Tau alternative splicing in alzheimer’s disease

Abstract

The microtubule-associated protein (MAP) tau is essential for the development of neuronal cell polarity. Tau protein is preferentially localized in the axon, whereas MAP2, another neuron-specific microtubule-associated protein, is localized in the somatodendritic domain. Previous studies have demonstrated that the localization of these proteins depends, at least in part, on mRNA subcellular localization - of tau mRNA into the axon and MAP2 mRNA into the dendrite.

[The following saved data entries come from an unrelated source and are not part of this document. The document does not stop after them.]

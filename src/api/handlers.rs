use axum::{
    extract::{Path, State},
    http::StatusCode,
    response::Json,
    Json as RequestJson,
};
use serde::Serialize;
use std::sync::Arc;

use crate::error::CatalogError;
use crate::logic::{CategoryOps, CompanyOps, ProductOps};
use crate::model::{
    Category, CategoryUpdate, Company, CompanyUpdate, ErrorDetails, Id, NewCategory, NewCompany,
    NewProduct, Product, ProductUpdate,
};
use crate::store::traits::Store;

pub type AppState<S> = Arc<S>;

/// Simple health check endpoint
#[derive(Debug, Serialize)]
pub struct HealthResponse {
    pub status: String,
    pub timestamp: String,
}

pub async fn health_check() -> Json<HealthResponse> {
    Json(HealthResponse {
        status: "healthy".to_string(),
        timestamp: chrono::Utc::now().to_rfc3339(),
    })
}

#[derive(Debug, Serialize)]
pub struct ListResponse<T> {
    pub items: Vec<T>,
    pub total: usize,
}

impl<T> ListResponse<T> {
    fn new(items: Vec<T>) -> Self {
        let total = items.len();
        Self { items, total }
    }
}

/// Confirmation body for deletes and attach/detach operations.
#[derive(Debug, Serialize)]
pub struct MessageResponse {
    pub message: String,
}

impl MessageResponse {
    fn new(message: &str) -> Self {
        Self {
            message: message.to_string(),
        }
    }
}

type ApiError = (StatusCode, Json<ErrorDetails>);

/// The single translation point from failure kind to HTTP status. Every
/// handler routes its errors through here so the policy stays uniform.
fn error_response(err: CatalogError) -> ApiError {
    let status = if err.is_not_found() {
        StatusCode::NOT_FOUND
    } else if err.is_conflict() {
        StatusCode::CONFLICT
    } else if matches!(err, CatalogError::InvalidProduct(_)) {
        StatusCode::UNPROCESSABLE_ENTITY
    } else {
        StatusCode::INTERNAL_SERVER_ERROR
    };
    (status, Json(ErrorDetails::new(err.to_string())))
}

// ---------------------------------------------------------------------------
// Companies
// ---------------------------------------------------------------------------

pub async fn list_companies<S: Store>(
    State(store): State<AppState<S>>,
) -> Result<Json<ListResponse<Company>>, ApiError> {
    let companies = CompanyOps::list(&*store).await.map_err(error_response)?;
    Ok(Json(ListResponse::new(companies)))
}

pub async fn create_company<S: Store>(
    State(store): State<AppState<S>>,
    RequestJson(new_company): RequestJson<NewCompany>,
) -> Result<(StatusCode, Json<Company>), ApiError> {
    let company = CompanyOps::create(&*store, new_company)
        .await
        .map_err(error_response)?;
    Ok((StatusCode::CREATED, Json(company)))
}

pub async fn get_company<S: Store>(
    State(store): State<AppState<S>>,
    Path(company_id): Path<Id>,
) -> Result<Json<Company>, ApiError> {
    let company = CompanyOps::get(&*store, company_id)
        .await
        .map_err(error_response)?;
    Ok(Json(company))
}

pub async fn update_company<S: Store>(
    State(store): State<AppState<S>>,
    Path(company_id): Path<Id>,
    RequestJson(fields): RequestJson<CompanyUpdate>,
) -> Result<Json<Company>, ApiError> {
    let company = CompanyOps::update(&*store, company_id, fields)
        .await
        .map_err(error_response)?;
    Ok(Json(company))
}

pub async fn delete_company<S: Store>(
    State(store): State<AppState<S>>,
    Path(company_id): Path<Id>,
) -> Result<Json<MessageResponse>, ApiError> {
    CompanyOps::delete(&*store, company_id)
        .await
        .map_err(error_response)?;
    Ok(Json(MessageResponse::new("Company deleted successfully")))
}

pub async fn attach_category<S: Store>(
    State(store): State<AppState<S>>,
    Path((company_id, category_id)): Path<(Id, Id)>,
) -> Result<Json<MessageResponse>, ApiError> {
    CompanyOps::attach_category(&*store, company_id, category_id)
        .await
        .map_err(error_response)?;
    Ok(Json(MessageResponse::new("Category added successfully")))
}

pub async fn detach_category<S: Store>(
    State(store): State<AppState<S>>,
    Path((company_id, category_id)): Path<(Id, Id)>,
) -> Result<Json<MessageResponse>, ApiError> {
    CompanyOps::detach_category(&*store, company_id, category_id)
        .await
        .map_err(error_response)?;
    Ok(Json(MessageResponse::new("Category removed successfully")))
}

// ---------------------------------------------------------------------------
// Categories (always scoped by the owning company)
// ---------------------------------------------------------------------------

pub async fn list_categories<S: Store>(
    State(store): State<AppState<S>>,
    Path(company_id): Path<Id>,
) -> Result<Json<ListResponse<Category>>, ApiError> {
    let categories = CategoryOps::list(&*store, company_id)
        .await
        .map_err(error_response)?;
    Ok(Json(ListResponse::new(categories)))
}

pub async fn create_category<S: Store>(
    State(store): State<AppState<S>>,
    Path(company_id): Path<Id>,
    RequestJson(new_category): RequestJson<NewCategory>,
) -> Result<(StatusCode, Json<Category>), ApiError> {
    let category = CategoryOps::create(&*store, company_id, new_category)
        .await
        .map_err(error_response)?;
    Ok((StatusCode::CREATED, Json(category)))
}

pub async fn get_category<S: Store>(
    State(store): State<AppState<S>>,
    Path((company_id, category_id)): Path<(Id, Id)>,
) -> Result<Json<Category>, ApiError> {
    let category = CategoryOps::get(&*store, company_id, category_id)
        .await
        .map_err(error_response)?;
    Ok(Json(category))
}

pub async fn update_category<S: Store>(
    State(store): State<AppState<S>>,
    Path((company_id, category_id)): Path<(Id, Id)>,
    RequestJson(fields): RequestJson<CategoryUpdate>,
) -> Result<Json<Category>, ApiError> {
    let category = CategoryOps::update(&*store, company_id, category_id, fields)
        .await
        .map_err(error_response)?;
    Ok(Json(category))
}

pub async fn delete_category<S: Store>(
    State(store): State<AppState<S>>,
    Path((company_id, category_id)): Path<(Id, Id)>,
) -> Result<Json<MessageResponse>, ApiError> {
    CategoryOps::delete(&*store, company_id, category_id)
        .await
        .map_err(error_response)?;
    Ok(Json(MessageResponse::new("Category deleted successfully")))
}

pub async fn attach_product<S: Store>(
    State(store): State<AppState<S>>,
    Path((company_id, category_id, product_id)): Path<(Id, Id, Id)>,
) -> Result<Json<MessageResponse>, ApiError> {
    CategoryOps::attach_product(&*store, company_id, category_id, product_id)
        .await
        .map_err(error_response)?;
    Ok(Json(MessageResponse::new("Product added successfully")))
}

pub async fn detach_product<S: Store>(
    State(store): State<AppState<S>>,
    Path((company_id, category_id, product_id)): Path<(Id, Id, Id)>,
) -> Result<Json<MessageResponse>, ApiError> {
    CategoryOps::detach_product(&*store, company_id, category_id, product_id)
        .await
        .map_err(error_response)?;
    Ok(Json(MessageResponse::new("Product removed successfully")))
}

// ---------------------------------------------------------------------------
// Products (always scoped by company -> category)
// ---------------------------------------------------------------------------

pub async fn list_products<S: Store>(
    State(store): State<AppState<S>>,
    Path((company_id, category_id)): Path<(Id, Id)>,
) -> Result<Json<ListResponse<Product>>, ApiError> {
    let products = ProductOps::list(&*store, company_id, category_id)
        .await
        .map_err(error_response)?;
    Ok(Json(ListResponse::new(products)))
}

pub async fn create_product<S: Store>(
    State(store): State<AppState<S>>,
    Path((company_id, category_id)): Path<(Id, Id)>,
    RequestJson(new_product): RequestJson<NewProduct>,
) -> Result<(StatusCode, Json<Product>), ApiError> {
    let product = ProductOps::create(&*store, company_id, category_id, new_product)
        .await
        .map_err(error_response)?;
    Ok((StatusCode::CREATED, Json(product)))
}

pub async fn get_product<S: Store>(
    State(store): State<AppState<S>>,
    Path((company_id, category_id, product_id)): Path<(Id, Id, Id)>,
) -> Result<Json<Product>, ApiError> {
    let product = ProductOps::get(&*store, company_id, category_id, product_id)
        .await
        .map_err(error_response)?;
    Ok(Json(product))
}

pub async fn update_product<S: Store>(
    State(store): State<AppState<S>>,
    Path((company_id, category_id, product_id)): Path<(Id, Id, Id)>,
    RequestJson(fields): RequestJson<ProductUpdate>,
) -> Result<Json<Product>, ApiError> {
    let product = ProductOps::update(&*store, company_id, category_id, product_id, fields)
        .await
        .map_err(error_response)?;
    Ok(Json(product))
}

pub async fn delete_product<S: Store>(
    State(store): State<AppState<S>>,
    Path((company_id, category_id, product_id)): Path<(Id, Id, Id)>,
) -> Result<Json<MessageResponse>, ApiError> {
    ProductOps::delete(&*store, company_id, category_id, product_id)
        .await
        .map_err(error_response)?;
    Ok(Json(MessageResponse::new("Product deleted successfully")))
}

Tau protein plays a pivotal role in the pathophysiology of Alzheimer’s disease, in which its hyperphosphorylation promotes aggregation and microtubule destabilization. Tau undergoes alternative splicing, which generates six isoforms in the human brain, due to the inclusion/exclusion of exons 2, 3 and 10. Dysregulation of the splicing process of tau exon 10 is sufficient to cause tauopathy, and has been shown to be influenced by b -amyloid peptides, while there has been less research conducted on the splicing of other exons. This study found that the effects of β-amyloid (42) on the alternative splicing of tau exon 2/3 and 6 caused formed cell processes to retract in differentiated cells and altered the expression of exon 2/3 in cell culture. Expression of exon 6 was repressed under β-amyloid treatment. Although the molecular mechanism for this amyloid-tau interaction remains to be determined, it may have potential implications for the understanding of the underlying neuropathological processes in Alzheimer’s disease.